Blog Article

Pain relief for Nyarai – reflections from a Zimbabwean palliative care nurse

By Sr Franciscah Tsikai, Head of Clinical Services, Island Hospice and Healthcare

There is one little girl I will never forget. Her name was Nyarai*. This little 10-year-old girl was petite, thin and partially blind. At five years old she was involved in a serious car accident with her parents. Both her mother and father died, but she survived.

I felt pain in my heart wondering why she was going through all this suffering.


Five years later, Nyarai was diagnosed with retinoblastoma (cancer of the eye). She was cared for by her uncle, Tawanda. He loved her very much. He would come to Island Hospice and Healthcare offices to collect her morphine and every time he spoke her name tears rolled down his cheeks. He despaired that she had lost her parents and now she was suffering from cancer. One day Tawanda’s brother, John, came to stay with the family and was put in charge of Nyarai’s care. At that stage her main complaints were persistent headaches, generalised body pain and loss of appetite. She was on 5mg of morphine syrup for generalised pain and paracetamol for her headaches.


One day I visited Nyarai. When I went inside her bedroom I found her lying on her bed crying. I felt pain in my heart wondering why she was going through all this suffering. I asked her why she was crying and she explained to me that her uncle John was refusing to administer her ten o’clock dose of morphine. It was 1pm in the afternoon and Nyarai was in pain. I felt angry and frustrated. The medication was in the fridge, but Nyarai was not getting it. I walked outside and confronted John. He explained to me that he saw no reason to give Nyarai her morphine since they were told at the hospital that she would die. John told me: “I do not want to waste the medicine because when we took her for review at the hospital they told us that she will not get better.” I explained the importance of pain management and the need to keep Nyarai comfortable. John heard me.I then administered the morphine and involved another member of the household to ensure that Nyarai would continue to receive her medication. I lay down beside Nyarai and held her hand until the pain went away. That day I truly felt Nyarai’s pain. I thought if her mother were alive, she would be holding her and rocking her to sleep. I felt I had to do this. When she fell asleep I left.

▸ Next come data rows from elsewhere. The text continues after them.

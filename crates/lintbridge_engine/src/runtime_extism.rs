//! Extism-based engine runtime for native environments.
//!
//! The engine is a WebAssembly module. Every checker gets its own Extism
//! plugin instance, created from the same module bytes, with the class path
//! of the analysed code mapped in as allowed paths.

use std::collections::{BTreeMap, BTreeSet};
use std::path::Path;

use extism::{Manifest, Plugin, Wasm};
// We need MemoryOptions from extism-manifest to configure memory limits
use extism_manifest::MemoryOptions;
use tracing::{debug, info};

use crate::api::ALL_EXPORTS;
use crate::runtime::{EngineInstance, EngineRuntime, ExecutionContext, RUNTIME_FAULT};
use crate::{BridgeError, EngineFault};

/// Default memory limit for engine instances (256 MB = 4096 pages).
/// Each WASM page is 64KB.
const DEFAULT_MEMORY_MAX_PAGES: u32 = 4096;

/// Default timeout for a single export call (60 s).
const DEFAULT_TIMEOUT_MS: u64 = 60_000;

/// Config key carrying the class path as a JSON array.
const CLASS_PATH_CONFIG_KEY: &str = "classpath";

/// An engine release loaded from a WebAssembly module.
pub struct ExtismRuntime {
    version: String,
    wasm: Vec<u8>,
    exports: BTreeSet<String>,
}

impl ExtismRuntime {
    /// Loads an engine release from module bytes.
    pub fn load(version: impl Into<String>, wasm: Vec<u8>) -> Result<Self, BridgeError> {
        let version = version.into();
        info!("Loading engine {} ({} bytes)", version, wasm.len());

        let manifest = Self::configure_manifest(&wasm, &ExecutionContext::default())?;
        let plugin = Plugin::new(&manifest, [], true)
            .map_err(|e| BridgeError::internal(format!("Failed to create plugin: {}", e)))?;

        let exports: BTreeSet<String> = ALL_EXPORTS
            .iter()
            .filter(|name| plugin.function_exists(**name))
            .map(|name| name.to_string())
            .collect();
        debug!("Engine {} exports {:?}", version, exports);

        Ok(Self {
            version,
            wasm,
            exports,
        })
    }

    /// Loads an engine release from a file.
    pub fn load_file(version: impl Into<String>, path: &Path) -> Result<Self, BridgeError> {
        info!("Loading engine from file: {}", path.display());
        let wasm = std::fs::read(path).map_err(|e| {
            BridgeError::internal(format!("Failed to read engine {}: {}", path.display(), e))
        })?;
        Self::load(version, wasm)
    }

    /// Builds the manifest with security limits and the class path.
    fn configure_manifest(
        wasm: &[u8],
        context: &ExecutionContext,
    ) -> Result<Manifest, BridgeError> {
        let mut manifest = Manifest::new([Wasm::data(wasm.to_vec())]);

        // Set execution timeout to prevent infinite loops
        manifest.timeout_ms = Some(DEFAULT_TIMEOUT_MS);

        // Set memory limits to prevent DoS via memory exhaustion
        manifest.memory = MemoryOptions {
            max_pages: Some(DEFAULT_MEMORY_MAX_PAGES),
            max_http_response_bytes: None,
            max_var_bytes: None,
        };

        if !context.class_path.is_empty() {
            let allowed: BTreeMap<String, _> = context
                .class_path
                .iter()
                .map(|dir| (dir.to_string_lossy().into_owned(), dir.clone()))
                .collect();
            manifest.allowed_paths = Some(allowed);
        }

        let class_path = serde_json::to_string(&context.class_path_strings())
            .map_err(|e| BridgeError::internal(format!("Failed to encode class path: {}", e)))?;
        manifest
            .config
            .insert(CLASS_PATH_CONFIG_KEY.to_string(), class_path);

        Ok(manifest)
    }
}

impl EngineRuntime for ExtismRuntime {
    fn version(&self) -> &str {
        &self.version
    }

    fn has_export(&self, name: &str) -> bool {
        self.exports.contains(name)
    }

    fn instantiate(
        &self,
        context: &ExecutionContext,
    ) -> Result<Box<dyn EngineInstance>, EngineFault> {
        let manifest = Self::configure_manifest(&self.wasm, context)
            .map_err(|e| EngineFault::new(RUNTIME_FAULT, e.to_string()))?;
        let plugin = Plugin::new(&manifest, [], true).map_err(|e| {
            EngineFault::new(RUNTIME_FAULT, format!("Failed to instantiate engine: {}", e))
        })?;
        Ok(Box::new(ExtismInstance { plugin }))
    }
}

struct ExtismInstance {
    plugin: Plugin,
}

impl EngineInstance for ExtismInstance {
    fn call(&mut self, export: &str, input: &[u8]) -> Result<Vec<u8>, EngineFault> {
        self.plugin
            .call::<&[u8], Vec<u8>>(export, input)
            .map_err(|e| fault_from_error(export, &e))
    }
}

/// Engines report exceptions as a JSON-encoded [`EngineFault`] in the
/// plugin error message; anything else is a runtime failure.
fn fault_from_error(export: &str, error: &extism::Error) -> EngineFault {
    let message = error.to_string();
    serde_json::from_str::<EngineFault>(&message).unwrap_or_else(|_| {
        EngineFault::new(RUNTIME_FAULT, format!("Export '{}' failed: {}", export, message))
    })
}
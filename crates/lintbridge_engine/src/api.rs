//! Release families of the engine API.
//!
//! Engine releases disagree on how a configuration is handed over and on the
//! name of the class path binding. Each family is one [`EngineApi`]
//! implementation; [`select_api`] picks the family a runtime supports.

use std::path::Path;

use lintbridge_config::RuleConfig;
use tracing::debug;

use crate::runtime::{EngineInstance, EngineRuntime, ExecutionContext};
use crate::wire::{self, ClassPathRequest, ProcessRequest};
use crate::{AuditEvent, EngineFault};

pub const PROCESS: &str = "process";
pub const DESTROY: &str = "destroy";
pub const LOAD_CONFIGURATION: &str = "load_configuration";
pub const LOAD_CONFIGURATION_STREAM: &str = "load_configuration_stream";
pub const SET_CLASS_LOADER: &str = "set_class_loader";
pub const SET_CLASSLOADER: &str = "set_classloader";

/// Every export the bridge may call.
pub const ALL_EXPORTS: &[&str] = &[
    PROCESS,
    DESTROY,
    LOAD_CONFIGURATION,
    LOAD_CONFIGURATION_STREAM,
    SET_CLASS_LOADER,
    SET_CLASSLOADER,
];

/// Failure of one call into the engine.
#[derive(Debug)]
pub enum CallError {
    /// The engine raised an exception.
    Fault(EngineFault),
    /// A payload could not be encoded or decoded.
    Codec(String),
}

impl From<EngineFault> for CallError {
    fn from(fault: EngineFault) -> Self {
        Self::Fault(fault)
    }
}

/// Known release families.
#[derive(Debug, Clone, Copy, PartialEq, Eq, Hash)]
pub enum ReleaseFamily {
    /// Configuration passed as rule XML; `set_classloader`.
    Legacy,
    /// Configuration passed as a structured tree; `set_class_loader`.
    Current,
}

/// Operations whose shape differs between release families.
pub trait EngineApi: Send + Sync {
    fn family(&self) -> ReleaseFamily;

    /// Binds the instance to the class path of the analysed code.
    fn bind_class_path(
        &self,
        instance: &mut dyn EngineInstance,
        context: &ExecutionContext,
    ) -> Result<(), CallError>;

    /// Hands the rule configuration to the instance.
    fn configure(&self, instance: &mut dyn EngineInstance, config: &RuleConfig) -> Result<(), CallError>;

    /// Runs the checks over `files` and returns the audit events.
    fn process(&self, instance: &mut dyn EngineInstance, files: &[&Path]) -> Result<Vec<AuditEvent>, CallError> {
        let request = ProcessRequest {
            files: files.iter().map(|p| p.to_string_lossy().into_owned()).collect(),
        };
        let input = wire::encode(&request).map_err(CallError::Codec)?;
        let output = instance.call(PROCESS, &input)?;
        wire::decode(&output).map_err(CallError::Codec)
    }

    /// Releases engine-side resources, if the release supports it.
    fn destroy(&self, instance: &mut dyn EngineInstance) -> Result<(), CallError>;
}

fn bind_with(
    export: &str,
    instance: &mut dyn EngineInstance,
    context: &ExecutionContext,
) -> Result<(), CallError> {
    let request = ClassPathRequest {
        class_path: context.class_path_strings(),
    };
    let input = wire::encode(&request).map_err(CallError::Codec)?;
    instance.call(export, &input)?;
    Ok(())
}

fn destroy_with(supported: bool, instance: &mut dyn EngineInstance) -> Result<(), CallError> {
    if supported {
        instance.call(DESTROY, &[])?;
    }
    Ok(())
}

/// Releases that take the configuration as an XML stream.
#[derive(Debug)]
pub struct LegacyRelease {
    destroy_supported: bool,
}

impl EngineApi for LegacyRelease {
    fn family(&self) -> ReleaseFamily {
        ReleaseFamily::Legacy
    }

    fn bind_class_path(
        &self,
        instance: &mut dyn EngineInstance,
        context: &ExecutionContext,
    ) -> Result<(), CallError> {
        bind_with(SET_CLASSLOADER, instance, context)
    }

    fn configure(&self, instance: &mut dyn EngineInstance, config: &RuleConfig) -> Result<(), CallError> {
        instance.call(LOAD_CONFIGURATION_STREAM, config.to_xml().as_bytes())?;
        Ok(())
    }

    fn destroy(&self, instance: &mut dyn EngineInstance) -> Result<(), CallError> {
        destroy_with(self.destroy_supported, instance)
    }
}

/// Releases that take the configuration as a structured tree.
#[derive(Debug)]
pub struct CurrentRelease {
    destroy_supported: bool,
}

impl EngineApi for CurrentRelease {
    fn family(&self) -> ReleaseFamily {
        ReleaseFamily::Current
    }

    fn bind_class_path(
        &self,
        instance: &mut dyn EngineInstance,
        context: &ExecutionContext,
    ) -> Result<(), CallError> {
        bind_with(SET_CLASS_LOADER, instance, context)
    }

    fn configure(&self, instance: &mut dyn EngineInstance, config: &RuleConfig) -> Result<(), CallError> {
        let input = wire::encode(config).map_err(CallError::Codec)?;
        instance.call(LOAD_CONFIGURATION, &input)?;
        Ok(())
    }

    fn destroy(&self, instance: &mut dyn EngineInstance) -> Result<(), CallError> {
        destroy_with(self.destroy_supported, instance)
    }
}

/// Picks the API family `runtime` implements, preferring the current one.
pub fn select_api(runtime: &dyn EngineRuntime) -> Option<Box<dyn EngineApi>> {
    let has_all = |exports: &[&str]| exports.iter().all(|e| runtime.has_export(e));
    let destroy_supported = runtime.has_export(DESTROY);

    let api: Box<dyn EngineApi> = if has_all(&[PROCESS, LOAD_CONFIGURATION, SET_CLASS_LOADER]) {
        Box::new(CurrentRelease { destroy_supported })
    } else if has_all(&[PROCESS, LOAD_CONFIGURATION_STREAM, SET_CLASSLOADER]) {
        Box::new(LegacyRelease { destroy_supported })
    } else {
        return None;
    };

    debug!(
        "Engine {} uses the {:?} API",
        runtime.version(),
        api.family()
    );
    Some(api)
}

Nyarai died 10 days later pain free. When I reflect about Nyarai and my visit that day I recognise that family members need to be given continuous information and support. We had provided information about pain control to the family, but we had not included John as he arrived late. We assumed he would be briefed by other family members. Regular assessment and updates of all family members is also necessary.


After my visit I learned that John had HIV. He died shortly before Nyarai. The experience reminded me to make time for all family members and to always check understanding as well as compliance in administering medications.